▸ **SUPPLIED INFORMATION**
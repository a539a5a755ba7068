//! CLI commands

pub mod diff;
pub mod install;
pub mod uninstall;

use pkgdriver_core::{Values, parse_set_values};
use pkgdriver_kube::{
    AuthConfig, DriverConfig, DriverSession, KubeAuthenticator, KubeClusterClient, PackageDriver,
    SecretKubeconfigClient,
};
use std::sync::Arc;

use crate::error::{CliError, Result};
use crate::{ClusterArgs, ValuesArgs};

/// Merge values files in order, then `--set` overrides
pub fn load_values(args: &ValuesArgs) -> Result<Values> {
    let mut values = Values::new();

    for file in &args.values {
        let file_values = Values::from_file(file).map_err(|e| match e {
            pkgdriver_core::CoreError::Io(io) => CliError::Io {
                message: format!("{}: {}", file.display(), io),
            },
            other => CliError::values_with_help(
                format!("{}: {}", file.display(), other),
                "values files must be YAML mappings",
            ),
        })?;
        values.merge(&file_values);
    }

    if !args.set.is_empty() {
        let overrides = parse_set_values(&args.set)
            .map_err(|e| CliError::values_with_help(e.to_string(), "use --set key=value"))?;
        values.merge(&overrides);
    }

    Ok(values)
}

/// Driver configuration from defaults, environment and flags
pub fn driver_config(args: &ClusterArgs) -> DriverConfig {
    let mut config = DriverConfig::from_env();
    if let Some(storage) = &args.storage {
        config.storage = storage.clone();
    }
    if let Some(namespace) = &args.storage_namespace {
        config = config.with_namespace(namespace.clone());
    }
    config
}

/// Authenticator settings from defaults and flags
pub fn auth_config(args: &ClusterArgs) -> AuthConfig {
    let mut config = AuthConfig::default();
    if let Some(name) = &args.secret_name {
        config.secret_name = name.clone();
    }
    if let Some(namespace) = &args.secret_namespace {
        config.secret_namespace = namespace.clone();
    }
    if let Some(path) = &args.credentials_file {
        config.credentials_file = path.clone();
    }
    config
}

/// Initialize a driver session for the selected cluster
pub async fn connect(args: &ClusterArgs) -> Result<DriverSession> {
    let client = kube::Client::try_default().await?;
    let config = driver_config(args);
    tracing::debug!(
        cluster = %args.cluster,
        storage = %config.storage,
        namespace = %config.namespace,
        "connecting"
    );

    let auth = Arc::new(KubeAuthenticator::new(client.clone(), auth_config(args)));
    let kubeconfigs = Arc::new(SecretKubeconfigClient::new(
        client,
        args.kubeconfig_namespace.clone(),
    ));
    let cluster = Arc::new(KubeClusterClient::new(kubeconfigs));

    let driver = PackageDriver::new(auth, cluster, config);
    Ok(driver.initialize(&args.cluster).await?)
}

#[cfg(test)]
mod tests {
    use super::*;
    use std::path::PathBuf;
    use tempfile::TempDir;

    fn cluster_args() -> ClusterArgs {
        ClusterArgs {
            cluster: String::new(),
            kubeconfig_namespace: "default".to_string(),
            storage: None,
            storage_namespace: None,
            secret_name: None,
            secret_namespace: None,
            credentials_file: None,
        }
    }

    #[test]
    fn test_load_values_merges_in_order() {
        let temp = TempDir::new().unwrap();
        let base = temp.path().join("base.yaml");
        let prod = temp.path().join("prod.yaml");
        std::fs::write(&base, "image:\n  tag: v1\n  repo: nginx\nreplicas: 1\n").unwrap();
        std::fs::write(&prod, "image:\n  tag: v2\n").unwrap();

        let values = load_values(&ValuesArgs {
            values: vec![base, prod],
            set: vec!["replicas=3".to_string()],
        })
        .unwrap();

        assert_eq!(values.get("image.tag").unwrap(), "v2");
        assert_eq!(values.get("image.repo").unwrap(), "nginx");
        assert_eq!(values.get("replicas").unwrap(), 3);
    }

    #[test]
    fn test_load_values_missing_file() {
        let err = load_values(&ValuesArgs {
            values: vec![PathBuf::from("/definitely/not/here.yaml")],
            set: vec![],
        })
        .unwrap_err();
        assert_eq!(err.exit_code(), crate::exit_codes::IO_ERROR);
    }

    #[test]
    fn test_load_values_bad_set() {
        let err = load_values(&ValuesArgs {
            values: vec![],
            set: vec!["novalue".to_string()],
        })
        .unwrap_err();
        assert_eq!(err.exit_code(), crate::exit_codes::VALUES_ERROR);
    }

    #[test]
    fn test_flags_override_config() {
        let mut args = cluster_args();
        args.storage = Some("memory".to_string());
        args.storage_namespace = Some("pkg-system".to_string());
        args.secret_name = Some("regcred".to_string());
        args.credentials_file = Some(PathBuf::from("/tmp/config.json"));

        let config = driver_config(&args);
        assert_eq!(config.storage, "memory");
        assert_eq!(config.namespace, "pkg-system");

        let auth = auth_config(&args);
        assert_eq!(auth.secret_name, "regcred");
        assert_eq!(auth.credentials_file, PathBuf::from("/tmp/config.json"));
    }
}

▸ **WHAT THE TASK ASKS**
In the data above, start at the line that has "let mut config = DriverConfig::from_env();", stop after the line that has "use tempfile::TempDir;", and print every line in between exactly as it stands.

▸ **RESPONSE TO THIS TASK**
    let mut config = DriverConfig::from_env();
    if let Some(storage) = &args.storage {
        config.storage = storage.clone();
    }
    if let Some(namespace) = &args.storage_namespace {
        config = config.with_namespace(namespace.clone());
    }
    config
}

/// Authenticator settings from defaults and flags
pub fn auth_config(args: &ClusterArgs) -> AuthConfig {
    let mut config = AuthConfig::default();
    if let Some(name) = &args.secret_name {
        config.secret_name = name.clone();
    }
    if let Some(namespace) = &args.secret_namespace {
        config.secret_namespace = namespace.clone();
    }
    if let Some(path) = &args.credentials_file {
        config.credentials_file = path.clone();
    }
    config
}

/// Initialize a driver session for the selected cluster
pub async fn connect(args: &ClusterArgs) -> Result<DriverSession> {
    let client = kube::Client::try_default().await?;
    let config = driver_config(args);
    tracing::debug!(
        cluster = %args.cluster,
        storage = %config.storage,
        namespace = %config.namespace,
        "connecting"
    );

    let auth = Arc::new(KubeAuthenticator::new(client.clone(), auth_config(args)));
    let kubeconfigs = Arc::new(SecretKubeconfigClient::new(
        client,
        args.kubeconfig_namespace.clone(),
    ));
    let cluster = Arc::new(KubeClusterClient::new(kubeconfigs));

    let driver = PackageDriver::new(auth, cluster, config);
    Ok(driver.initialize(&args.cluster).await?)
}

#[cfg(test)]
mod tests {
    use super::*;
    use std::path::PathBuf;
    use tempfile::TempDir;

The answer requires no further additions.